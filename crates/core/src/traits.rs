//! Narrow contracts for the external collaborators: the account record
//! store, the strategy catalog feed, and the OCR engine.
//!
//! The simulation core depends only on these traits, never on a specific
//! backend. Push subscriptions hand out `broadcast::Receiver`s; dropping
//! the receiver is the unsubscribe.

use crate::account::{AccountDelta, AccountPatch, AccountRecord};
use crate::error::TradeError;
use crate::strategy::Strategy;
use anyhow::Result;
use async_trait::async_trait;
use tokio::sync::broadcast;

/// Keyed account-record store with merge writes and atomic delta
/// application.
#[async_trait]
pub trait AccountStore: Send + Sync {
    /// Fetches the record for `account_id`, if one exists.
    async fn get(&self, account_id: &str) -> Result<Option<AccountRecord>, TradeError>;

    /// Merges `patch` into the record, creating it when absent
    /// (registration). Only present fields overwrite.
    async fn set(&self, account_id: &str, patch: AccountPatch)
        -> Result<AccountRecord, TradeError>;

    /// Applies a signed delta atomically inside the store, so concurrent
    /// resolutions can never interleave stale read-modify-write snapshots.
    ///
    /// # Errors
    /// [`TradeError::AccountNotFound`] for unknown accounts and
    /// [`TradeError::InsufficientFunds`] when the delta would overdraw.
    async fn apply(&self, account_id: &str, delta: AccountDelta)
        -> Result<AccountRecord, TradeError>;

    /// Push feed of record updates for one account.
    async fn subscribe(
        &self,
        account_id: &str,
    ) -> Result<broadcast::Receiver<AccountRecord>, TradeError>;
}

/// Read endpoint for the strategy roster.
#[async_trait]
pub trait StrategySource: Send + Sync {
    /// Returns the roster in catalog order, optionally filtered to active
    /// strategies.
    async fn list(&self, active_only: bool) -> Result<Vec<Strategy>>;

    /// Resolves a single strategy by id.
    async fn get(&self, id: &str) -> Result<Option<Strategy>>;

    /// Push feed of roster revisions.
    async fn subscribe(&self) -> Result<broadcast::Receiver<Vec<Strategy>>>;
}

/// Black-box text extraction from an uploaded image.
///
/// Any OCR engine (or a canned stub) can sit behind this; the receipt
/// classifier is specified purely in terms of the text it gets back.
#[async_trait]
pub trait TextRecognizer: Send + Sync {
    /// Extracts raw text from the image bytes. May fail; the caller owns
    /// the failure.
    async fn recognize_text(&self, image: &[u8], mime: &str) -> Result<String>;
}
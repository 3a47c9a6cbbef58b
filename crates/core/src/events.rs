//! Resolution outcome types emitted by the trade lifecycle.

use chrono::{DateTime, Utc};
use rust_decimal::Decimal;
use serde::{Deserialize, Serialize};
use uuid::Uuid;

/// How a resolved position settled.
#[derive(Debug, Clone, Copy, PartialEq, Eq, Serialize, Deserialize)]
pub enum TradeOutcome {
    /// Principal plus profit returned to the balance.
    Win,
    /// Principal forfeited.
    Loss,
}

/// The transient "trade result" notification the view layer shows for a
/// few seconds after a position resolves.
#[derive(Debug, Clone, Serialize, Deserialize)]
pub struct TradeResult {
    /// Id of the resolved position.
    pub position_id: Uuid,
    /// Account whose ledger was settled.
    pub account_id: String,
    /// Display name of the strategy the position ran on.
    pub strategy_name: String,
    /// Principal the position was opened with.
    pub invested: Decimal,
    /// Profit on a win; zero on a loss.
    pub profit: Decimal,
    /// Win or loss.
    pub outcome: TradeOutcome,
    /// When the resolution was applied to the ledger.
    pub resolved_at: DateTime<Utc>,
}

impl TradeResult {
    /// Amount credited back to the spendable balance by this resolution.
    #[must_use]
    pub fn credited(&self) -> Decimal {
        match self.outcome {
            TradeOutcome::Win => self.invested + self.profit,
            TradeOutcome::Loss => Decimal::ZERO,
        }
    }

    /// True when the position settled as a win.
    #[must_use]
    pub fn is_win(&self) -> bool {
        self.outcome == TradeOutcome::Win
    }
}

#[cfg(test)]
mod tests {
    use super::*;
    use rust_decimal_macros::dec;

    fn result(outcome: TradeOutcome, profit: Decimal) -> TradeResult {
        TradeResult {
            position_id: Uuid::new_v4(),
            account_id: "acct-1".to_string(),
            strategy_name: "Steady Growth".to_string(),
            invested: dec!(500),
            profit,
            outcome,
            resolved_at: Utc::now(),
        }
    }

    #[test]
    fn win_credits_principal_plus_profit() {
        let result = result(TradeOutcome::Win, dec!(110));
        assert!(result.is_win());
        assert_eq!(result.credited(), dec!(610));
    }

    #[test]
    fn loss_credits_nothing() {
        let result = result(TradeOutcome::Loss, dec!(0));
        assert!(!result.is_win());
        assert_eq!(result.credited(), dec!(0));
    }

    #[test]
    fn outcome_serializes_as_plain_variant() {
        assert_eq!(
            serde_json::to_string(&TradeOutcome::Win).unwrap(),
            r#""Win""#
        );
        assert_eq!(
            serde_json::to_string(&TradeOutcome::Loss).unwrap(),
            r#""Loss""#
        );
    }
}
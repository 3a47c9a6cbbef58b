use crate::commands::SessionCommand;
use crate::events::{SessionEvent, SessionStatus};
use anyhow::Result;
use rust_decimal::Decimal;
use tokio::sync::{broadcast, mpsc, oneshot, watch};
use uuid::Uuid;

/// Cloneable façade over a session actor.
#[derive(Clone)]
pub struct SessionHandle {
    tx: mpsc::Sender<SessionCommand>,
    event_tx: broadcast::Sender<SessionEvent>,
    status_rx: watch::Receiver<SessionStatus>,
}

impl SessionHandle {
    #[must_use]
    pub(crate) fn new(
        tx: mpsc::Sender<SessionCommand>,
        event_tx: broadcast::Sender<SessionEvent>,
        status_rx: watch::Receiver<SessionStatus>,
    ) -> Self {
        Self {
            tx,
            event_tx,
            status_rx,
        }
    }

    /// Deploys `amount` onto a catalog strategy and returns the position id.
    ///
    /// # Errors
    /// The underlying [`copysim_core::TradeError`] when a precondition
    /// fails (downcast it to branch on `InsufficientFunds` for the deposit
    /// prompt), or a channel error when the session is gone.
    pub async fn open_position(&self, strategy_id: &str, amount: Decimal) -> Result<Uuid> {
        let (reply, rx) = oneshot::channel();
        self.tx
            .send(SessionCommand::OpenPosition {
                strategy_id: strategy_id.to_string(),
                amount,
                reply,
            })
            .await?;
        let id = rx.await??;
        Ok(id)
    }

    /// Submits a payment screenshot for classification. The verdict comes
    /// back as a [`SessionEvent`].
    ///
    /// # Errors
    /// Returns an error if the session is gone.
    pub async fn submit_receipt(&self, image: Vec<u8>, mime: impl Into<String>) -> Result<()> {
        self.tx
            .send(SessionCommand::SubmitReceipt {
                image,
                mime: mime.into(),
            })
            .await?;
        Ok(())
    }

    /// Fetches a fresh status snapshot from the actor.
    ///
    /// # Errors
    /// Returns an error if the session is gone.
    pub async fn status(&self) -> Result<SessionStatus> {
        let (reply, rx) = oneshot::channel();
        self.tx.send(SessionCommand::GetStatus(reply)).await?;
        let status = rx.await?;
        Ok(status)
    }

    /// The most recently published status, without a round trip.
    #[must_use]
    pub fn latest_status(&self) -> SessionStatus {
        self.status_rx.borrow().clone()
    }

    /// Subscribes to the session event stream.
    #[must_use]
    pub fn subscribe_events(&self) -> broadcast::Receiver<SessionEvent> {
        self.event_tx.subscribe()
    }

    /// Stops the session actor.
    ///
    /// # Errors
    /// Returns an error if the session is already gone.
    pub async fn shutdown(&self) -> Result<()> {
        self.tx.send(SessionCommand::Shutdown).await?;
        Ok(())
    }
}
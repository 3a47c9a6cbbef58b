//! Strategy records: the named profiles users "copy".
//!
//! A strategy defines how long a simulated position runs and the return
//! range it settles inside. Positions capture a copy at open time, so a
//! catalog update never changes a position already in flight.

use crate::error::TradeError;
use rust_decimal::Decimal;
use serde::{Deserialize, Serialize};

/// A named trading profile offered by the catalog.
#[derive(Debug, Clone, PartialEq, Eq, Serialize, Deserialize)]
pub struct Strategy {
    /// Stable identifier used by the UI and the session commands.
    pub id: String,
    /// Display name (e.g. "Momentum Surge").
    pub name: String,
    /// How long a position on this strategy runs, in milliseconds.
    pub duration_ms: u64,
    /// Lower bound of the settled return range, in percent.
    pub min_return_pct: Decimal,
    /// Upper bound of the settled return range, in percent.
    pub max_return_pct: Decimal,
    /// Smallest amount the strategy accepts.
    pub min_investment: Decimal,
    /// Inactive strategies are listed but refuse deployments.
    pub is_active: bool,
}

impl Strategy {
    /// Checks the field invariants: positive duration, ordered return
    /// range, non-negative minimum investment.
    ///
    /// # Errors
    /// Returns [`TradeError::InvalidStrategy`] naming the violated invariant.
    pub fn validate(&self) -> Result<(), TradeError> {
        if self.duration_ms == 0 {
            return Err(TradeError::invalid_strategy(
                &self.name,
                "duration must be positive",
            ));
        }
        if self.min_return_pct > self.max_return_pct {
            return Err(TradeError::invalid_strategy(
                &self.name,
                "return range is inverted",
            ));
        }
        if self.min_investment < Decimal::ZERO {
            return Err(TradeError::invalid_strategy(
                &self.name,
                "minimum investment is negative",
            ));
        }
        Ok(())
    }

    /// Position duration as a `chrono` duration.
    #[must_use]
    pub fn duration(&self) -> chrono::Duration {
        chrono::Duration::milliseconds(i64::try_from(self.duration_ms).unwrap_or(i64::MAX))
    }
}

#[cfg(test)]
mod tests {
    use super::*;
    use rust_decimal_macros::dec;

    fn base_strategy() -> Strategy {
        Strategy {
            id: "steady".to_string(),
            name: "Steady Growth".to_string(),
            duration_ms: 60_000,
            min_return_pct: dec!(5),
            max_return_pct: dec!(12),
            min_investment: dec!(100),
            is_active: true,
        }
    }

    #[test]
    fn valid_strategy_passes() {
        assert!(base_strategy().validate().is_ok());
    }

    #[test]
    fn zero_duration_is_rejected() {
        let mut strategy = base_strategy();
        strategy.duration_ms = 0;

        let err = strategy.validate().unwrap_err();
        assert!(err.to_string().contains("duration"));
    }

    #[test]
    fn inverted_return_range_is_rejected() {
        let mut strategy = base_strategy();
        strategy.min_return_pct = dec!(20);
        strategy.max_return_pct = dec!(10);

        assert!(strategy.validate().is_err());
    }

    #[test]
    fn equal_return_bounds_are_allowed() {
        let mut strategy = base_strategy();
        strategy.min_return_pct = dec!(10);
        strategy.max_return_pct = dec!(10);

        assert!(strategy.validate().is_ok());
    }

    #[test]
    fn negative_minimum_investment_is_rejected() {
        let mut strategy = base_strategy();
        strategy.min_investment = dec!(-1);

        assert!(strategy.validate().is_err());
    }

    #[test]
    fn duration_converts_to_chrono() {
        let strategy = base_strategy();
        assert_eq!(strategy.duration(), chrono::Duration::seconds(60));
    }
}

********************

» **Task details**:
Only the lines from the first line of the material above through the line that contains "on a specific" should be quoted, each one exactly.

» **Expected answer**:
filename crates/core/src/traits.rs
//! Narrow contracts for the external collaborators: the account record
//! store, the strategy catalog feed, and the OCR engine.
//!
//! The simulation core depends only on these traits, never on a specific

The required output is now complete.